(Saved data entries)

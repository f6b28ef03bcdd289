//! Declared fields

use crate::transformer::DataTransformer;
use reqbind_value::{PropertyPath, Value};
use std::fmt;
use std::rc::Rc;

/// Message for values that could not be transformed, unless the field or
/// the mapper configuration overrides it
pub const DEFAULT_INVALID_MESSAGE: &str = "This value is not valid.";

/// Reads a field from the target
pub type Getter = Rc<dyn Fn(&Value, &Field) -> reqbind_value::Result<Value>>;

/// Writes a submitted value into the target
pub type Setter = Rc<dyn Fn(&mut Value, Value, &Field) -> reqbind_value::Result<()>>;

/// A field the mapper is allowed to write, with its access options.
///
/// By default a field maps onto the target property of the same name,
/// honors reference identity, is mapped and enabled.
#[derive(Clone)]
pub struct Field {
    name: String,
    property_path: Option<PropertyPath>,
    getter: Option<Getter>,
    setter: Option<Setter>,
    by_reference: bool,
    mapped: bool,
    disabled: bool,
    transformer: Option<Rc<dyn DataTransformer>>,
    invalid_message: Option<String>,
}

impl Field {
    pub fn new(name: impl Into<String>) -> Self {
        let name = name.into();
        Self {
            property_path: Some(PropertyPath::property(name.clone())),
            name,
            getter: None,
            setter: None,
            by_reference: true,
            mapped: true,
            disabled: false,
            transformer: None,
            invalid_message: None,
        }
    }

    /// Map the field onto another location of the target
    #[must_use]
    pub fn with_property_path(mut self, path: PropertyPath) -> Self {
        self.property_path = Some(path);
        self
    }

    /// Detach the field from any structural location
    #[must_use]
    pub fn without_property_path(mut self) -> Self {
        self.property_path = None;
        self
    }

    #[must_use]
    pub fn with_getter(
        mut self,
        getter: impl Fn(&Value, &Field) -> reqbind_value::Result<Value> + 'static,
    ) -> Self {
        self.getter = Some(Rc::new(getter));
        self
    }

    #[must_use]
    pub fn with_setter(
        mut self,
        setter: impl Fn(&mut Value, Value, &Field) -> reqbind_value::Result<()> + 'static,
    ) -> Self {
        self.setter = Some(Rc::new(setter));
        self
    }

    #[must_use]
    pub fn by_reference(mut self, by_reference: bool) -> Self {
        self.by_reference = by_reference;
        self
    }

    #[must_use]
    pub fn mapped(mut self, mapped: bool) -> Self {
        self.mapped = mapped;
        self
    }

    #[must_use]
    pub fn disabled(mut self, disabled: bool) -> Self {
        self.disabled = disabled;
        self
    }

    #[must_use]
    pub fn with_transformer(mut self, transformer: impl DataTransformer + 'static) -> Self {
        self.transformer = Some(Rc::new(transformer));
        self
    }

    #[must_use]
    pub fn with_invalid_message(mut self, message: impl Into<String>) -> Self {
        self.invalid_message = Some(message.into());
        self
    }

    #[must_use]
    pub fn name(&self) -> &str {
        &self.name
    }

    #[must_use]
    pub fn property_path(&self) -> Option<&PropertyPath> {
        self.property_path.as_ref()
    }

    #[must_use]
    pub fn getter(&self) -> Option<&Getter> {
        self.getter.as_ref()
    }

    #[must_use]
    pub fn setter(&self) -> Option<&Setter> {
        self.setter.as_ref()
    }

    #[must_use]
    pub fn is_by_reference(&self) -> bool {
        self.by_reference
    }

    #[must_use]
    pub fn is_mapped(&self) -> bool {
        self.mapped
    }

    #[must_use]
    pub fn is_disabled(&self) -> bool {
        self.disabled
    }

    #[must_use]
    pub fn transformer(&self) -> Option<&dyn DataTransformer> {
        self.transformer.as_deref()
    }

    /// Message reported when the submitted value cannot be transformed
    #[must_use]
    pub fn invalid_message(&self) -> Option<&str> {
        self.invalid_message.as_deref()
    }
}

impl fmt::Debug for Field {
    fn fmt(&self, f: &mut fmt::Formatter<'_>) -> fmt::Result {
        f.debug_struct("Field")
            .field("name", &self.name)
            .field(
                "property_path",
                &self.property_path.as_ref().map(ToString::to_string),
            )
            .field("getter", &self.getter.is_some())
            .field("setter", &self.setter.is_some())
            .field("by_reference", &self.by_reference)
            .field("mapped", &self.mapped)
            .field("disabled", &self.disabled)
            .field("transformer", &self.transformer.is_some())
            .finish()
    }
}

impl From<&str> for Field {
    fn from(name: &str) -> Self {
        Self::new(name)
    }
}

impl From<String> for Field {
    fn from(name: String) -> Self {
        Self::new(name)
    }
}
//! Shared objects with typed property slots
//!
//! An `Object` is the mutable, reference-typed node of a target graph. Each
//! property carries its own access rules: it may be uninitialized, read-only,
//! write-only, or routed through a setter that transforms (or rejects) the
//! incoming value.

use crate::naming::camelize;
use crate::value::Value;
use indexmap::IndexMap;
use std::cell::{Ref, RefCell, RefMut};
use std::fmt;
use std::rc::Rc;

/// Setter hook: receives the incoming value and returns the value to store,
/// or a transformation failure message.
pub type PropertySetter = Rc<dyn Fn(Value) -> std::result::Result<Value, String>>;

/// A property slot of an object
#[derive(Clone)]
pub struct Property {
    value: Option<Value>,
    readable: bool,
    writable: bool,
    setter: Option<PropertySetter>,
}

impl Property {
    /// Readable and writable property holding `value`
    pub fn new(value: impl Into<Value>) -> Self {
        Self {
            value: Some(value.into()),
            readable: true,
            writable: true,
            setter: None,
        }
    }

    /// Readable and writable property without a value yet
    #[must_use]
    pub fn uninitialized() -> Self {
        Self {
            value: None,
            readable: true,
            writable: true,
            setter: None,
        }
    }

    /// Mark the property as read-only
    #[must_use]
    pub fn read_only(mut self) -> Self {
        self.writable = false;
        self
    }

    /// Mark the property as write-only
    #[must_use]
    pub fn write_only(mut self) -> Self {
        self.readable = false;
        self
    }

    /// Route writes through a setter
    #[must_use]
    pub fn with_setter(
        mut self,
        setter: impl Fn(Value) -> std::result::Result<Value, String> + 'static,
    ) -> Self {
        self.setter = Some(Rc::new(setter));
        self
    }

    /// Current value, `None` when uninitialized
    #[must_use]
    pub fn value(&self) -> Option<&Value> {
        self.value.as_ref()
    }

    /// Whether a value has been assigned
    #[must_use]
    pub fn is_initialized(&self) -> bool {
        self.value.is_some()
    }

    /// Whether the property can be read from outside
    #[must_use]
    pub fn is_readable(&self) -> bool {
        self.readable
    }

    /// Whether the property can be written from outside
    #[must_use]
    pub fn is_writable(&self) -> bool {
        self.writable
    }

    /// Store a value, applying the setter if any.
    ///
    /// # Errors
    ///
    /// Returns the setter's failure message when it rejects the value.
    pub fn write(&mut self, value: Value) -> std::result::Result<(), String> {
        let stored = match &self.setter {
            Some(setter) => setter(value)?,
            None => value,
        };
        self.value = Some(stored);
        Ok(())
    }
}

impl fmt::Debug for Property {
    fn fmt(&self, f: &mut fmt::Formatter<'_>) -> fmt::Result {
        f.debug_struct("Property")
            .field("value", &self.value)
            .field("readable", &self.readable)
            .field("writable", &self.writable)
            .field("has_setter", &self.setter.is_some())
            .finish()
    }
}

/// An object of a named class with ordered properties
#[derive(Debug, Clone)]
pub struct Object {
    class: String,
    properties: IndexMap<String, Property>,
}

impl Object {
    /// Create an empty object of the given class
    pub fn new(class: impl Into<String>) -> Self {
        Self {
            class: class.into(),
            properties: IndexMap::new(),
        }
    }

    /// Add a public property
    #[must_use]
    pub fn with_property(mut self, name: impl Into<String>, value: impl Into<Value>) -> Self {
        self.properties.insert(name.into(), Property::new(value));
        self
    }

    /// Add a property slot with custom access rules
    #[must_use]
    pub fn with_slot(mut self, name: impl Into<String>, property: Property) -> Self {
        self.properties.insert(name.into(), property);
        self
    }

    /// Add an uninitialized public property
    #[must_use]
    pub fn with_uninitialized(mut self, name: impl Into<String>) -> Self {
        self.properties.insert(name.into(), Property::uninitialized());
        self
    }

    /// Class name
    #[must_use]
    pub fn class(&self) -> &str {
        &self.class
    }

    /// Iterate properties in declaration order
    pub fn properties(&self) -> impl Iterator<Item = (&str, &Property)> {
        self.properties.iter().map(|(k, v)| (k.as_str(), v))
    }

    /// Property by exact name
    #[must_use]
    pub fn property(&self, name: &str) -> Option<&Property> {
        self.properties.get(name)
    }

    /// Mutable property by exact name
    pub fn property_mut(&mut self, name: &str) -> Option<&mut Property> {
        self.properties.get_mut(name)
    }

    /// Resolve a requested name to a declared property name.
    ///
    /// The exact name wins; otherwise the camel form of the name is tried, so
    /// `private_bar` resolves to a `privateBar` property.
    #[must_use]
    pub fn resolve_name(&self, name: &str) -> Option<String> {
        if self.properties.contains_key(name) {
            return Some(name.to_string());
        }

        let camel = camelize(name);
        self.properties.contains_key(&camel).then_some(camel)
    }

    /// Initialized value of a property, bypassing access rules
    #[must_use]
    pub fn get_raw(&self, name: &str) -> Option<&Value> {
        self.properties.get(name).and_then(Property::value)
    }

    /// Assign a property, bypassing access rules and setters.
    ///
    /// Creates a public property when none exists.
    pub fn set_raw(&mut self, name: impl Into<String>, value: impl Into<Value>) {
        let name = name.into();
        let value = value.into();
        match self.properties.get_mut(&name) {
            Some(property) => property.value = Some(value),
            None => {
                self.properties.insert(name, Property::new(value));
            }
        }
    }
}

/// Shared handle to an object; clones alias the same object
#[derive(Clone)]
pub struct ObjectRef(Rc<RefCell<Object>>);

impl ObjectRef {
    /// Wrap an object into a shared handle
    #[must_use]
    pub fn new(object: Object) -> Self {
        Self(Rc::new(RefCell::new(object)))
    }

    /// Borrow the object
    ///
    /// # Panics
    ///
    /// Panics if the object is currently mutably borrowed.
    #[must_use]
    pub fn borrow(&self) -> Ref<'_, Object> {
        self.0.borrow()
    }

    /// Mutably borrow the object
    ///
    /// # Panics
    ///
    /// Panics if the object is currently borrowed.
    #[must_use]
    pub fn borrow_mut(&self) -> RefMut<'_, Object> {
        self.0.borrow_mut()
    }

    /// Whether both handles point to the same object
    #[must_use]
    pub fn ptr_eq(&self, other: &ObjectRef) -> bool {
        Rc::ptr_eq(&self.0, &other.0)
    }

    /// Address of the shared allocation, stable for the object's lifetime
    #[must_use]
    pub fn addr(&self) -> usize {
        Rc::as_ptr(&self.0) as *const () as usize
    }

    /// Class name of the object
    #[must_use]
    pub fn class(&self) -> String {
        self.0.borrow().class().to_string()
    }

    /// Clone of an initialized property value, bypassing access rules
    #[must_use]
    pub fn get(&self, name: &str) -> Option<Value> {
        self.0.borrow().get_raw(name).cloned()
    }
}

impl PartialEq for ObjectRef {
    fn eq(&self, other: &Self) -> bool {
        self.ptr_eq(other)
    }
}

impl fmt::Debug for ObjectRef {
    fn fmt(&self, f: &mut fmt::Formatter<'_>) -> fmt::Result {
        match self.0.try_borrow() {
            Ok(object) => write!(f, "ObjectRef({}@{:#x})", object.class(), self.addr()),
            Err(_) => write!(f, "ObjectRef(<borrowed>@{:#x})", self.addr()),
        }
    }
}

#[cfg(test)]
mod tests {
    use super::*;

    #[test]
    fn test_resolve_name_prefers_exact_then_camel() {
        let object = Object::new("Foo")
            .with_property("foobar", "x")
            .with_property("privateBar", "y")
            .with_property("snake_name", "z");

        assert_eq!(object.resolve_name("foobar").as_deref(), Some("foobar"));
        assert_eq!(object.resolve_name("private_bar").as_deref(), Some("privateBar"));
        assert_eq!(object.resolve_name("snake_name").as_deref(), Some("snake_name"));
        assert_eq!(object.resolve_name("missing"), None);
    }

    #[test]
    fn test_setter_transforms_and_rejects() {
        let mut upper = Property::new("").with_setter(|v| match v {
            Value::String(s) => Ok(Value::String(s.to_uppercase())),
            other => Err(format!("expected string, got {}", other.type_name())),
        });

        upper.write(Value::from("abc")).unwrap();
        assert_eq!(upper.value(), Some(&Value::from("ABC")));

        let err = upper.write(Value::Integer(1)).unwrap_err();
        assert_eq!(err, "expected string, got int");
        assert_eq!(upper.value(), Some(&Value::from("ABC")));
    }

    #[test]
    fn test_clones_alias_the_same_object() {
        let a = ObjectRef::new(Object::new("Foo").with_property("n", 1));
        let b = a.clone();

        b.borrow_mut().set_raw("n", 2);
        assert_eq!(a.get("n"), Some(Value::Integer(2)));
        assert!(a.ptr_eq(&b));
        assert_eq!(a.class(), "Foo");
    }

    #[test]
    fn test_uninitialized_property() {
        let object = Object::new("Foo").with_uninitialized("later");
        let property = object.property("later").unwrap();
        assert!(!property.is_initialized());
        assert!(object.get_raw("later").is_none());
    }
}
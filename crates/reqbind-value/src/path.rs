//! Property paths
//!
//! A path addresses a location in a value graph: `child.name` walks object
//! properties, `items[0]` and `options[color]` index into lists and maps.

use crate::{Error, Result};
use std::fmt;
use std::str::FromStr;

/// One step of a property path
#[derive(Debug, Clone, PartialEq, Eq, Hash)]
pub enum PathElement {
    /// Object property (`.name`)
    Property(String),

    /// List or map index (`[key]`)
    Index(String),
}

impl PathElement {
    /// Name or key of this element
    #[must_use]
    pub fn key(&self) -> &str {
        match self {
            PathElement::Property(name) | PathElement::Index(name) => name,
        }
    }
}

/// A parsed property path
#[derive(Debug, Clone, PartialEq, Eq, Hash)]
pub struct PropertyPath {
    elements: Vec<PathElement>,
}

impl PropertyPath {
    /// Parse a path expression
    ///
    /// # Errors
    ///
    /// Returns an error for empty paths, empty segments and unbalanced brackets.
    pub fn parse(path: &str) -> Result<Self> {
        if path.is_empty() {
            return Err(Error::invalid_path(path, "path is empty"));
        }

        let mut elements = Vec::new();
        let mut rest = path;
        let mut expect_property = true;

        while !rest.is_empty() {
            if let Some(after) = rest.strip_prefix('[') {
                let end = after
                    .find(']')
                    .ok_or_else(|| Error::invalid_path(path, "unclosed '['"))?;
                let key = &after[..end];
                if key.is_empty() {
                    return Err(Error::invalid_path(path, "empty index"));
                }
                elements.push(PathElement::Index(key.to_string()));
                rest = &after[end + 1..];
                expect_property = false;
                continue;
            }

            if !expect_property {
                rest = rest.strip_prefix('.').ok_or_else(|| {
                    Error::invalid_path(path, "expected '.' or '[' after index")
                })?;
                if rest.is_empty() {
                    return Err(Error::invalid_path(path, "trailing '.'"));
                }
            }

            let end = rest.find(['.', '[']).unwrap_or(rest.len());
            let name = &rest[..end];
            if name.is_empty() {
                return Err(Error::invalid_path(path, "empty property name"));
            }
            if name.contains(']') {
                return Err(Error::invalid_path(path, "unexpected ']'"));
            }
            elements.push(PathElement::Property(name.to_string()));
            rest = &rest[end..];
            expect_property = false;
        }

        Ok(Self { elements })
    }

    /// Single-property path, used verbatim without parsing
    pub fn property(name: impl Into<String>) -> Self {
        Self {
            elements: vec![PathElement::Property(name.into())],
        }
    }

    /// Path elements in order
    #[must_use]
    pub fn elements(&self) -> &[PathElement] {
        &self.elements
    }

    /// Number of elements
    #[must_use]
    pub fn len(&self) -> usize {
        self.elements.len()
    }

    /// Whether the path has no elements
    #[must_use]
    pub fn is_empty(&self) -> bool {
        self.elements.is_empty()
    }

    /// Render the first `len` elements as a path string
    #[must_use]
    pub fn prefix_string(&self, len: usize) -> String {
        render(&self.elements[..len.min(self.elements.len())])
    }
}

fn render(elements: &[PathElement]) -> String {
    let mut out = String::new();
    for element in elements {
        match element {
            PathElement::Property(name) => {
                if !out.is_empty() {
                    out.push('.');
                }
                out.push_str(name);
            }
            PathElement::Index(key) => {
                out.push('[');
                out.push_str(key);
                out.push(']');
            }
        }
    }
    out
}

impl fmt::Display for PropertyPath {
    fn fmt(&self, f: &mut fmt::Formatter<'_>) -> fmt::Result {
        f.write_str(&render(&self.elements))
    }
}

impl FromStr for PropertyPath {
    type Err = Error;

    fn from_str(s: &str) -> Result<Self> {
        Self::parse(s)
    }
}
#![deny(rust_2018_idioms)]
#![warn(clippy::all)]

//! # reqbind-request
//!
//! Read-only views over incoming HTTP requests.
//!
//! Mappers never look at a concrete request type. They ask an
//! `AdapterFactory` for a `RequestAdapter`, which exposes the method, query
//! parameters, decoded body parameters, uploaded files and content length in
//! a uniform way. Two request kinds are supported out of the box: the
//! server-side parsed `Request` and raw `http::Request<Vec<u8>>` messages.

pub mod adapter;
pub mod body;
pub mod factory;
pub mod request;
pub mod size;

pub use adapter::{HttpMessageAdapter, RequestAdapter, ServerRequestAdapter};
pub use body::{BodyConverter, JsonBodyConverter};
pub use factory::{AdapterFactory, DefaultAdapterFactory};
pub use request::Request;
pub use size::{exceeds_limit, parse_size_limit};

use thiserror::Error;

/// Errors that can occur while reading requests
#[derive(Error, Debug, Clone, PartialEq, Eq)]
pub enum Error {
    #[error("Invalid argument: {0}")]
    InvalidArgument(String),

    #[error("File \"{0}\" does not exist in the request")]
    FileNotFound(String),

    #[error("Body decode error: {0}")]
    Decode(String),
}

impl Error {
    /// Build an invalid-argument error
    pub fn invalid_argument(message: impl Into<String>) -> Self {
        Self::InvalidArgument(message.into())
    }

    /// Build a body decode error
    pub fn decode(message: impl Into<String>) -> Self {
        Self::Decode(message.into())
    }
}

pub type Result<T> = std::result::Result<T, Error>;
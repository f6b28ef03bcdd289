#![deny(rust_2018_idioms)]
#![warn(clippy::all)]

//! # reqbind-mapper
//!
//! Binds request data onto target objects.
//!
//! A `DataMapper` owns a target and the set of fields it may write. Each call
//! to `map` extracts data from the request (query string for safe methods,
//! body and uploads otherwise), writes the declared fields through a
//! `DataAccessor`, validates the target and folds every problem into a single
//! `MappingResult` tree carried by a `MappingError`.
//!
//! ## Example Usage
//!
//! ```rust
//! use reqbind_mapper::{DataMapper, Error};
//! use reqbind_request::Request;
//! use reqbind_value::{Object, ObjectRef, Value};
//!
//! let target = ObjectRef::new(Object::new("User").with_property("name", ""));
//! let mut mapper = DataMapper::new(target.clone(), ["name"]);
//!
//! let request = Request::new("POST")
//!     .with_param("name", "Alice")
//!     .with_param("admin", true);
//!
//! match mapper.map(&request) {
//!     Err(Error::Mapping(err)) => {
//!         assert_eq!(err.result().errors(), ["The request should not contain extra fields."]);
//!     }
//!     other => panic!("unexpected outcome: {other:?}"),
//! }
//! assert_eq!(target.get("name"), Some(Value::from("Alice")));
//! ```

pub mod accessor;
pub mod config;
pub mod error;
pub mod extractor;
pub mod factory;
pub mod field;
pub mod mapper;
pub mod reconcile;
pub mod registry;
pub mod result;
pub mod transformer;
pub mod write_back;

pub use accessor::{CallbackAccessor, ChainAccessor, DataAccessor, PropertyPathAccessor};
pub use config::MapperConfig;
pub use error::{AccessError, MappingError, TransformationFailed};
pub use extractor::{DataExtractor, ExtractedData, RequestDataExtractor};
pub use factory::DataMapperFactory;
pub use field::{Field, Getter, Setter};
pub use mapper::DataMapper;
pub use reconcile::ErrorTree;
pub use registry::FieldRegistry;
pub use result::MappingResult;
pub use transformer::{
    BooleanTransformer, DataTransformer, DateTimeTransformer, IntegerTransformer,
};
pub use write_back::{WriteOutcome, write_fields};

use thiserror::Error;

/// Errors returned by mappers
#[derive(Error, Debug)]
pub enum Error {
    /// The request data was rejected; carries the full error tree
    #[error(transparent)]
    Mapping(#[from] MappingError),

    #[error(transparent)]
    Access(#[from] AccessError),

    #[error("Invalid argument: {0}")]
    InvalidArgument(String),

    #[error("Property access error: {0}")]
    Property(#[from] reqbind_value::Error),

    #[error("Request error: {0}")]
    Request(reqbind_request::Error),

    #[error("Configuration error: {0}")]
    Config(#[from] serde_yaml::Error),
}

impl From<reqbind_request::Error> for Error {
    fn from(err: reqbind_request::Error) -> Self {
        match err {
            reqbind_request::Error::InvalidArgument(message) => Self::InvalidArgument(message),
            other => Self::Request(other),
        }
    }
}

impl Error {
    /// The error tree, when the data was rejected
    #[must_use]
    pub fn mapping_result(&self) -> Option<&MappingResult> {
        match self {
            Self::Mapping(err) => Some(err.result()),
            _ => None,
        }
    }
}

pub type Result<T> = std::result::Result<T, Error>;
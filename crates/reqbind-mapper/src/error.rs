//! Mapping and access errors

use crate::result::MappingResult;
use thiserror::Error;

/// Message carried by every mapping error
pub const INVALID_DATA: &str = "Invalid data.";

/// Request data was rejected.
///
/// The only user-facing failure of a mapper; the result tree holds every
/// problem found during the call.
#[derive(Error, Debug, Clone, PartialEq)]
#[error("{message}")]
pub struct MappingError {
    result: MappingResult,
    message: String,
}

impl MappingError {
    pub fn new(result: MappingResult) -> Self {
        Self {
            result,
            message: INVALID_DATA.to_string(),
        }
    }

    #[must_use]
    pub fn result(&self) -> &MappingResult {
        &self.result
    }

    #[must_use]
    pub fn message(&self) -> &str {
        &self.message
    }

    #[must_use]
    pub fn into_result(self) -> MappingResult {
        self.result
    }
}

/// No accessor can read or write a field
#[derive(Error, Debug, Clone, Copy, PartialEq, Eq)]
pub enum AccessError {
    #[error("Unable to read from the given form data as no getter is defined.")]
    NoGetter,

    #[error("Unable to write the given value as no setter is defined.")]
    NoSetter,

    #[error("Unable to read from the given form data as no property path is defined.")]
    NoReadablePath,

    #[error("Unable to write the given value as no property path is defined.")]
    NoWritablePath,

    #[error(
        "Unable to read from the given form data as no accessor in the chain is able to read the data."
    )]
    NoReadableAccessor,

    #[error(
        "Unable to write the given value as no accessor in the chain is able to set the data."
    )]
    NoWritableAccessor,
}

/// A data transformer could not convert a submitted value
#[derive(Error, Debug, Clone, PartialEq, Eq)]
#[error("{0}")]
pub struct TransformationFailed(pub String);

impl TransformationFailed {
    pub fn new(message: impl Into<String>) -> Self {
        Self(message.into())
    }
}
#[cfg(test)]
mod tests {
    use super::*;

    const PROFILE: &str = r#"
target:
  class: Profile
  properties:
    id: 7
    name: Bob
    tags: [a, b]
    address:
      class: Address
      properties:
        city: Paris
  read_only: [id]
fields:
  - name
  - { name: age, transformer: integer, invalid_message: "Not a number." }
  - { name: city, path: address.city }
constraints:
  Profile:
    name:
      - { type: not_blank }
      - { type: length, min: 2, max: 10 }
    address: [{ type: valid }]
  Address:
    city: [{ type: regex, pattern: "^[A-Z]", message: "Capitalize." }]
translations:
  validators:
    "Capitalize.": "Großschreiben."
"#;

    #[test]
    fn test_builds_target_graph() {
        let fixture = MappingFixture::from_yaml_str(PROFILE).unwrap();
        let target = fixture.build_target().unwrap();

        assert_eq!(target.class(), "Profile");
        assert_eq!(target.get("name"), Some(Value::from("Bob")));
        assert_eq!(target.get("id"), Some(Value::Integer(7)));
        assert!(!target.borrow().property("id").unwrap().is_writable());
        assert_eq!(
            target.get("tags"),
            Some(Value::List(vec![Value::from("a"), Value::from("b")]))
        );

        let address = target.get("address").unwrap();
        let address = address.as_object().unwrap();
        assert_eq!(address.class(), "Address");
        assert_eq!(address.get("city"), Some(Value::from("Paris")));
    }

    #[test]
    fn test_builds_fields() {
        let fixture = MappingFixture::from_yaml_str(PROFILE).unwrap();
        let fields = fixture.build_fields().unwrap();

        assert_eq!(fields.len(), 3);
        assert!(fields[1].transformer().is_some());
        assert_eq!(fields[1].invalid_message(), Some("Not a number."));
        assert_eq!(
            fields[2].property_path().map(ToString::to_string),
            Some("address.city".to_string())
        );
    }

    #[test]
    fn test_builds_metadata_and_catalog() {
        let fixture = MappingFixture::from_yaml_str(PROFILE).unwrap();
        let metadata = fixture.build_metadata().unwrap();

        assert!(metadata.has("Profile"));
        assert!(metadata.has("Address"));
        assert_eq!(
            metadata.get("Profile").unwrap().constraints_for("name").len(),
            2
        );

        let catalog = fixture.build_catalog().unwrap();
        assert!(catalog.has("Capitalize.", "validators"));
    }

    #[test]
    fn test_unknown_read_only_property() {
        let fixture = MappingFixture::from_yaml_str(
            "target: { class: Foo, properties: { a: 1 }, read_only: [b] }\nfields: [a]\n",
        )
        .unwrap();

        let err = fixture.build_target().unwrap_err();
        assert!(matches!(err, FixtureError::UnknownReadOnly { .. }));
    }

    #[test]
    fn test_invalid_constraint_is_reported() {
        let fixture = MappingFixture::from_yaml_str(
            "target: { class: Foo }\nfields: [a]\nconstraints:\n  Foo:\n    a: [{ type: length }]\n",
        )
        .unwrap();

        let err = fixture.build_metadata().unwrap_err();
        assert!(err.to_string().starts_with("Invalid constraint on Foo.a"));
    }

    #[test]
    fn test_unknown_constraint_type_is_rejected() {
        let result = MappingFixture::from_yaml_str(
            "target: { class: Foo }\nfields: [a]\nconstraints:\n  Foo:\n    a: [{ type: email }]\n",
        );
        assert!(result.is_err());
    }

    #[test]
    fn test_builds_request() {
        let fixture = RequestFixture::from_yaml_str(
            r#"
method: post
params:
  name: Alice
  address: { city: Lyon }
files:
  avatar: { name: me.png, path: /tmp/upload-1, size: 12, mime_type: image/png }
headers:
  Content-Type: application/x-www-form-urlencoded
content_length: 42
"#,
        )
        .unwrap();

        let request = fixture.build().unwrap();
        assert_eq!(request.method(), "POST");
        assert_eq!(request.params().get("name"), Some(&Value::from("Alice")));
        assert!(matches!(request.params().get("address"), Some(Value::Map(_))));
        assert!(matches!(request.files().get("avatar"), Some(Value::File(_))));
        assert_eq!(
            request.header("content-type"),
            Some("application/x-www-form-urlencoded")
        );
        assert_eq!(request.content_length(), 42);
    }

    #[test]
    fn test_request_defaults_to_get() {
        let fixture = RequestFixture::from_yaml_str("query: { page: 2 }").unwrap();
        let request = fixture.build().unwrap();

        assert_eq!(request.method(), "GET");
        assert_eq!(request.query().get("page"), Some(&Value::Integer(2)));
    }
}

» **Required action**
Copy each line of the data that includes the word "false".

» **Answer below**
            disabled: false,
        self.writable = false;
        self.readable = false;
                expect_property = false;
            expect_property = false;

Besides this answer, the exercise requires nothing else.